- [ABOUT THIS EXERCISE] Beginning with the first line, please return the entries exactly through the line that contains "pub fn list(&self)", and leave out all later lines.

- [DATA FOR THIS EXERCISE]

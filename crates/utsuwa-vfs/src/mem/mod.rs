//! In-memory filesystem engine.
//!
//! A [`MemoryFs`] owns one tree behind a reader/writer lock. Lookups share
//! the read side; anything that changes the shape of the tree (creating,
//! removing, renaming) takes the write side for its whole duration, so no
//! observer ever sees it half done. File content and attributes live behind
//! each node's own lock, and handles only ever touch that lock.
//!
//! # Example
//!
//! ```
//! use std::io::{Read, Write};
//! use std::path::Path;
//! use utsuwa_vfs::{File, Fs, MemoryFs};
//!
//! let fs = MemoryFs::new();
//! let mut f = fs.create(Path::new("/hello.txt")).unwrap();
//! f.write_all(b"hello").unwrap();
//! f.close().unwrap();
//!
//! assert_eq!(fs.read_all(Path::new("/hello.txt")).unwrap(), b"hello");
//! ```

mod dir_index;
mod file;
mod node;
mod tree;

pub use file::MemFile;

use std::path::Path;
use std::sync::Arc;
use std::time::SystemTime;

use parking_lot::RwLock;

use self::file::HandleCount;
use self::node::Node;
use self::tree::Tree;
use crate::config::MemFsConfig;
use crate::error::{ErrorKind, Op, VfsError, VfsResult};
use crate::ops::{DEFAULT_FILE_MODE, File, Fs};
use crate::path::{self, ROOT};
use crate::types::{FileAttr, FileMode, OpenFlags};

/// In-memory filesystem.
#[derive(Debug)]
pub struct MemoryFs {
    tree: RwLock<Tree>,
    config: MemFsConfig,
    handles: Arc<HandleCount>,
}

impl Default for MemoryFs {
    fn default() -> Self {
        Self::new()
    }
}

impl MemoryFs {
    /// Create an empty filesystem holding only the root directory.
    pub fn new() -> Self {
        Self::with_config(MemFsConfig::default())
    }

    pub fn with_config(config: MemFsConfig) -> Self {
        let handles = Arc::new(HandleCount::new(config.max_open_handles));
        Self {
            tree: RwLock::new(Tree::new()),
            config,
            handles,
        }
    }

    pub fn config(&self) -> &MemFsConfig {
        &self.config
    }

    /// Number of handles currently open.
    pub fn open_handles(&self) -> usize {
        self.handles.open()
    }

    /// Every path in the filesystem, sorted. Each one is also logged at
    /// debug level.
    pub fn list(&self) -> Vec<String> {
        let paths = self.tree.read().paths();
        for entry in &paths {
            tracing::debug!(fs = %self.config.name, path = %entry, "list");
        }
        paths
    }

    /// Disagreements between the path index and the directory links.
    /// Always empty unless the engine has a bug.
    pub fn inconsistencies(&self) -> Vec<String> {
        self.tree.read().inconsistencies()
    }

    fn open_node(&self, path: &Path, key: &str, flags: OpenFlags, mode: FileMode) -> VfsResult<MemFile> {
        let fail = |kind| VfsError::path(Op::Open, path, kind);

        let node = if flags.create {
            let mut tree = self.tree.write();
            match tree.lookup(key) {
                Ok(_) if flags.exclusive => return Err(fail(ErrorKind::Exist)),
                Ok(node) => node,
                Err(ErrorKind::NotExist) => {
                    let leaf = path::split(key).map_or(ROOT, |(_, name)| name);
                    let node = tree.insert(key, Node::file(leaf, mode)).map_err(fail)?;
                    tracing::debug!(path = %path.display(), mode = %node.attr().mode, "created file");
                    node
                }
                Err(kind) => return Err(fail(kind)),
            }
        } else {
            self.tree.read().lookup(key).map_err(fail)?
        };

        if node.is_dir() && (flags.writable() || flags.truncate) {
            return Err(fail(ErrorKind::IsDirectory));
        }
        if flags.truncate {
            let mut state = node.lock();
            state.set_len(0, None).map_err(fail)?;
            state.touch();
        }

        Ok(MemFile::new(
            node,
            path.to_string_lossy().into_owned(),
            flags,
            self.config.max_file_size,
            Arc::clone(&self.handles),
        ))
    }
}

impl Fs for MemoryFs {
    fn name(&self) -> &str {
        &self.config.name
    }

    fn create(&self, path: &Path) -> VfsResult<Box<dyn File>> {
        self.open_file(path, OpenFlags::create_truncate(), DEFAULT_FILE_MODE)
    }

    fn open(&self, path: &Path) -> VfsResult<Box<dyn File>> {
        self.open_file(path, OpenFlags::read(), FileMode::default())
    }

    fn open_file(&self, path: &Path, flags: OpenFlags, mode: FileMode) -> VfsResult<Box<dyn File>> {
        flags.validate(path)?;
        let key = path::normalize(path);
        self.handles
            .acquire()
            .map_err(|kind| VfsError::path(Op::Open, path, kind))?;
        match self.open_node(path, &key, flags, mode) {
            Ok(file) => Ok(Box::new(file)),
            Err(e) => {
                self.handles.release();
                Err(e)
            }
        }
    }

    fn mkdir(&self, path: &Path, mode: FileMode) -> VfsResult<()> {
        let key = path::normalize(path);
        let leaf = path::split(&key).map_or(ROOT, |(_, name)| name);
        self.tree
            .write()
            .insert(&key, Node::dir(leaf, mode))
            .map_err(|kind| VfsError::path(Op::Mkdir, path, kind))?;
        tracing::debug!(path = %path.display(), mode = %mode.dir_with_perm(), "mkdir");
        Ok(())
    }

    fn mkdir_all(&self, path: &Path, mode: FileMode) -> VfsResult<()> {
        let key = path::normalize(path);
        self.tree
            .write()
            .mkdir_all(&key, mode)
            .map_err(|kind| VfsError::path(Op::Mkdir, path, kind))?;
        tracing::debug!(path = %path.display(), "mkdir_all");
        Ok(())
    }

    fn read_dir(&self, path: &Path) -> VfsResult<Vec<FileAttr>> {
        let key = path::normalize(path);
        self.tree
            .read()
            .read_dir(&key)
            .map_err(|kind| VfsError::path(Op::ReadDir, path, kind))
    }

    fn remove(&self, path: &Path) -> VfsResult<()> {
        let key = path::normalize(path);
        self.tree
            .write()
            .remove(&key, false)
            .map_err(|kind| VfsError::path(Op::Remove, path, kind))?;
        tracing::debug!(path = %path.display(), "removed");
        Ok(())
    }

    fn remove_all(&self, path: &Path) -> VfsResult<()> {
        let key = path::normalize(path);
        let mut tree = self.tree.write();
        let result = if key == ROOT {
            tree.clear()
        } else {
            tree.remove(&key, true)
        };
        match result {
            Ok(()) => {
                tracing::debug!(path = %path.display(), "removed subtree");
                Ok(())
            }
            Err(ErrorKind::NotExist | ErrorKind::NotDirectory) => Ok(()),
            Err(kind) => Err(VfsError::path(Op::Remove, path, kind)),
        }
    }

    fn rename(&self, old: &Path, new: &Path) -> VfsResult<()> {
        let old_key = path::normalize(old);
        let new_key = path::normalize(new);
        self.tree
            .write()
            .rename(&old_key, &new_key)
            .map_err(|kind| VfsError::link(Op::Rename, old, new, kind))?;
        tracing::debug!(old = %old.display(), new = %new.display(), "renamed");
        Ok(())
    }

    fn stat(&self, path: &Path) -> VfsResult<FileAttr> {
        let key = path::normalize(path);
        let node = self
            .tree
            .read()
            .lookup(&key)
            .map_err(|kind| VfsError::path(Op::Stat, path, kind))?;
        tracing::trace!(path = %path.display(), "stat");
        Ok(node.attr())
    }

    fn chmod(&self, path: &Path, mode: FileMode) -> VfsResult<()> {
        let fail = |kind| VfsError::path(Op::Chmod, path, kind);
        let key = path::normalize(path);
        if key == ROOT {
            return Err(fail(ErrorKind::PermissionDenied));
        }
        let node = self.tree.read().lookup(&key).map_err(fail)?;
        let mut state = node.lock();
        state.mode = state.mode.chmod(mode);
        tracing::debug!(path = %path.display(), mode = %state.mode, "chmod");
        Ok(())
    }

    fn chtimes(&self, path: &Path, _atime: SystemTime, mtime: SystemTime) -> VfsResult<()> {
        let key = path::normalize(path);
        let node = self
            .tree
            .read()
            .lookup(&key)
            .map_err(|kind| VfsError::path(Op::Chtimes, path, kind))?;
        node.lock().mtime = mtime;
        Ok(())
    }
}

- [ANSWER BOX]
filename crates/utsuwa-vfs/src/mem/mod.rs
//! In-memory filesystem engine.
//!
//! A [`MemoryFs`] owns one tree behind a reader/writer lock. Lookups share
//! the read side; anything that changes the shape of the tree (creating,
//! removing, renaming) takes the write side for its whole duration, so no
//! observer ever sees it half done. File content and attributes live behind
//! each node's own lock, and handles only ever touch that lock.
//!
//! # Example
//!
//! ```
//! use std::io::{Read, Write};
//! use std::path::Path;
//! use utsuwa_vfs::{File, Fs, MemoryFs};
//!
//! let fs = MemoryFs::new();
//! let mut f = fs.create(Path::new("/hello.txt")).unwrap();
//! f.write_all(b"hello").unwrap();
//! f.close().unwrap();
//!
//! assert_eq!(fs.read_all(Path::new("/hello.txt")).unwrap(), b"hello");
//! ```

mod dir_index;
mod file;
mod node;
mod tree;

pub use file::MemFile;

use std::path::Path;
use std::sync::Arc;
use std::time::SystemTime;

use parking_lot::RwLock;

use self::file::HandleCount;
use self::node::Node;
use self::tree::Tree;
use crate::config::MemFsConfig;
use crate::error::{ErrorKind, Op, VfsError, VfsResult};
use crate::ops::{DEFAULT_FILE_MODE, File, Fs};
use crate::path::{self, ROOT};
use crate::types::{FileAttr, FileMode, OpenFlags};

/// In-memory filesystem.
#[derive(Debug)]
pub struct MemoryFs {
    tree: RwLock<Tree>,
    config: MemFsConfig,
    handles: Arc<HandleCount>,
}

impl Default for MemoryFs {
    fn default() -> Self {
        Self::new()
    }
}

impl MemoryFs {
    /// Create an empty filesystem holding only the root directory.
    pub fn new() -> Self {
        Self::with_config(MemFsConfig::default())
    }

    pub fn with_config(config: MemFsConfig) -> Self {
        let handles = Arc::new(HandleCount::new(config.max_open_handles));
        Self {
            tree: RwLock::new(Tree::new()),
            config,
            handles,
        }
    }

    pub fn config(&self) -> &MemFsConfig {
        &self.config
    }

    /// Number of handles currently open.
    pub fn open_handles(&self) -> usize {
        self.handles.open()
    }

    /// Every path in the filesystem, sorted. Each one is also logged at
    /// debug level.
    pub fn list(&self) -> Vec<String> {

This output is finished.